Impacts en politique et journalisme

En plus de gaspiller les finances du développement, la « perdiemite » gangrène également la vie politique locale, car le développement est forcément lié aux questions politiques.

Les élus, les représentants du peuple et même les syndicats sont régulièrement invités par les organismes de développement, qui les ont habitués à « manger » grâce aux perdiem.

De ce fait, leurs choix sont plus souvent orientés par la hauteur de la « motivation » (sans parler directement de corruption) que par la pertinence des propositions qui leur sont faites. Du coup, certaines petites structures ayant peu de moyens mais de bonnes idées (comme de nombreuses associations locales) n’obtiennent pas l’appui des autorités concernées trop souvent accaparées par les projets où la « motivation » est plus intéressante. Or cet appui est souvent indispensable au succès des projets de développement.

Même problème pour les journalistes qui, à Ouagadougou comme à Dakar, reçoivent généralement 5000 FCFA (7,50 euros) « pour l’essence » pour couvrir un évènement dans leur ville. D’autre part, une grande partie de la presse contient des publireportages sur les projets menés et payés assez chèrement.

La marchandisation de l’info

Ainsi, c’est l’ensemble du système de presse qui est entré dans une logique de marchandisation de la couverture médiatique.

Or, la presse joue un rôle prépondérant dans la formation de l’opinion publique et la constitution d’une démocratie. Si elle est guidée dans ses choix par la rétribution qu’elle tire de ses sujets, elle ne peut pas être objective et ne joue donc pas son rôle.

La perdiemite est donc non seulement un gaspillage important de l’argent destiné au développement (notons toutefois que cet argent est quand même injecté dans le pays de destination, ce qui vaut toujours mieux que l’aide qui retourne au pays d’origine), mais également un frein à l’émergence d’initiatives locales et au volontarisme politique. Après de longues années d’application de ces pratiques, il semble aujourd’hui bien difficile de revenir en arrière.

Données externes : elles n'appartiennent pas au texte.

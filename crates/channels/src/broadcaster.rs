use std::future::Future;

use {
    async_trait::async_trait,
    broadcaster_common::{DeliveryId, Message},
    tracing::{Dispatch, instrument::WithSubscriber},
    url::Url,
};

use crate::Result;

/// Something that can deliver a [`Message`] to one external destination.
///
/// These are exactly the operations the host application calls.
#[async_trait]
pub trait Broadcaster: Send + Sync {
    /// Deliver `message` and return a locally synthesized identifier.
    ///
    /// The identifier is not stable across deliveries and must not be used
    /// for deduplication.
    async fn broadcast_message(&self, message: &Message) -> Result<DeliveryId>;

    /// Route this broadcaster's diagnostics to `logger` instead of the
    /// process-wide default subscriber.
    fn set_logger(&mut self, logger: Dispatch);
}

/// Constructs broadcasters for one URI scheme.
#[async_trait]
pub trait BroadcasterFactory: Send + Sync {
    /// Scheme handled by this factory (e.g. "slack").
    fn scheme(&self) -> &str;

    /// Build a broadcaster from its configuration URI.
    async fn create(&self, uri: &Url) -> Result<Box<dyn Broadcaster>>;
}

/// Run `fut` under `logger` when one has been set.
pub async fn with_logger<F: Future>(logger: Option<&Dispatch>, fut: F) -> F::Output {
    match logger {
        Some(dispatch) => fut.with_subscriber(dispatch.clone()).await,
        None => fut.await,
    }
}
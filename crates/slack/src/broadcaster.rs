use std::{sync::Arc, time::Duration};

use {
    async_trait::async_trait,
    broadcaster_channels::{Broadcaster, BroadcasterFactory, with_logger},
    broadcaster_common::{DeliveryId, IdGenerator, Message, RuntimeVarResolver, SecretResolver},
    reqwest::{
        Body, Method,
        header::{CONTENT_TYPE, HeaderMap, HeaderValue},
    },
    secrecy::Secret,
    tracing::{Dispatch, debug, info},
    url::Url,
};

use crate::{
    Error, Result,
    api::{CHAT_METHOD, SlackApi},
    compose::Composer,
    config::SlackConfig,
    envelope::ResponseInterpreter,
    fanout::FanOut,
    upload::{AssetUploader, PngEncoder, SlackImageUploader, Uploader},
};

/// Upper bound on credential resolution at construction time.
pub const CREDENTIALS_TIMEOUT: Duration = Duration::from_secs(5);

/// Delivers messages to one Slack channel.
pub struct SlackBroadcaster {
    api: SlackApi,
    composer: Composer,
    fanout: FanOut,
    interpreter: ResponseInterpreter,
    logger: Option<Dispatch>,
}

impl SlackBroadcaster {
    /// Build a broadcaster for `config` with an already resolved `token`.
    pub fn new(config: &SlackConfig, token: Secret<String>) -> Result<Self> {
        let http = SlackApi::client_with_timeout(config.timeout)?;
        let api = SlackApi::new(http, token, config.api_base.clone());
        let uploader = SlackImageUploader::new(Uploader::new(api.clone()), Arc::new(PngEncoder));
        Ok(Self::with_parts(
            config,
            api,
            Arc::new(uploader),
            config.ids.generator(),
        ))
    }

    /// Assemble from explicit collaborators.
    pub fn with_parts(
        config: &SlackConfig,
        api: SlackApi,
        uploader: Arc<dyn AssetUploader>,
        ids: Arc<dyn IdGenerator>,
    ) -> Self {
        let mut fanout = FanOut::new(uploader);
        if let Some(max) = config.max_uploads {
            fanout = fanout.with_max_concurrency(max);
        }
        Self {
            api,
            composer: Composer::new(config.channel.clone(), config.alt_text.clone()),
            fanout,
            interpreter: ResponseInterpreter::new(ids),
            logger: None,
        }
    }

    /// Upload any images, post the composed chat message and interpret the
    /// response.
    pub async fn deliver(&self, message: &Message) -> Result<DeliveryId> {
        with_logger(self.logger.as_ref(), self.deliver_inner(message)).await
    }

    async fn deliver_inner(&self, message: &Message) -> Result<DeliveryId> {
        let assets = if message.has_images() {
            self.fanout.run(&message.images).await?
        } else {
            Vec::new()
        };
        debug!(assets = assets.len(), "images uploaded");

        let post = self.composer.compose(message, &assets);
        let body = post.encode()?;

        let mut headers = HeaderMap::new();
        headers.insert(
            CONTENT_TYPE,
            HeaderValue::from_static("application/x-www-form-urlencoded"),
        );
        let response = self
            .api
            .call(Method::POST, CHAT_METHOD, headers, Body::from(body))
            .await?;

        let id = self.interpreter.interpret(response)?;
        info!(channel = %post.channel, images = assets.len(), id = %id, "message posted to slack");
        Ok(id)
    }
}

#[async_trait]
impl Broadcaster for SlackBroadcaster {
    async fn broadcast_message(&self, message: &Message) -> broadcaster_channels::Result<DeliveryId> {
        Ok(self.deliver(message).await?)
    }

    fn set_logger(&mut self, logger: Dispatch) {
        self.logger = Some(logger);
    }
}

/// Builds [`SlackBroadcaster`]s from `slack://` URIs.
pub struct SlackBroadcasterFactory {
    resolver: Arc<dyn SecretResolver>,
}

impl Default for SlackBroadcasterFactory {
    fn default() -> Self {
        Self::new(Arc::new(RuntimeVarResolver))
    }
}

impl SlackBroadcasterFactory {
    pub fn new(resolver: Arc<dyn SecretResolver>) -> Self {
        Self { resolver }
    }

    /// Parse `uri`, resolve its credentials and build the broadcaster.
    pub async fn build(&self, uri: &Url) -> Result<SlackBroadcaster> {
        let config = SlackConfig::from_uri(uri)?;
        let token = tokio::time::timeout(
            CREDENTIALS_TIMEOUT,
            self.resolver.resolve(&config.credentials),
        )
        .await
        .map_err(|_| Error::credentials("timed out resolving credentials"))?
        .map_err(|e| Error::credentials(e.to_string()))?;

        debug!(channel = %config.channel, api_base = %config.api_base, "slack broadcaster configured");
        SlackBroadcaster::new(&config, token)
    }
}

#[async_trait]
impl BroadcasterFactory for SlackBroadcasterFactory {
    fn scheme(&self) -> &str {
        "slack"
    }

    async fn create(&self, uri: &Url) -> broadcaster_channels::Result<Box<dyn Broadcaster>> {
        Ok(Box::new(self.build(uri).await?))
    }
}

De plus en plus d’ONG ou de services de coopération refusent ou limitent dorénavant ces pratiques, mais de façon trop désordonnée pour entrainer un changement réel dans l’immédiat. Comme pour la corruption, la désintoxication ne sera pas facile, mais elle est nécessaire pour que l’aide ne transforme pas ses bénéficiaires en mendiants, mais les conduise plutôt à pouvoir se passer d’aide  ; pour que les acteurs de la politique, du journalisme, de la société civile jouent enfin leur rôle dans l’élaboration de sociétés démocratiques.

A terme, c’est du système d’aide lui-même dont il faudra se débarrasser, car en plaçant des peuples sous assistance de pays étrangers, il instaure une hiérarchie qui est ressentie comme naturelle et qui nie l’égalité des peuples.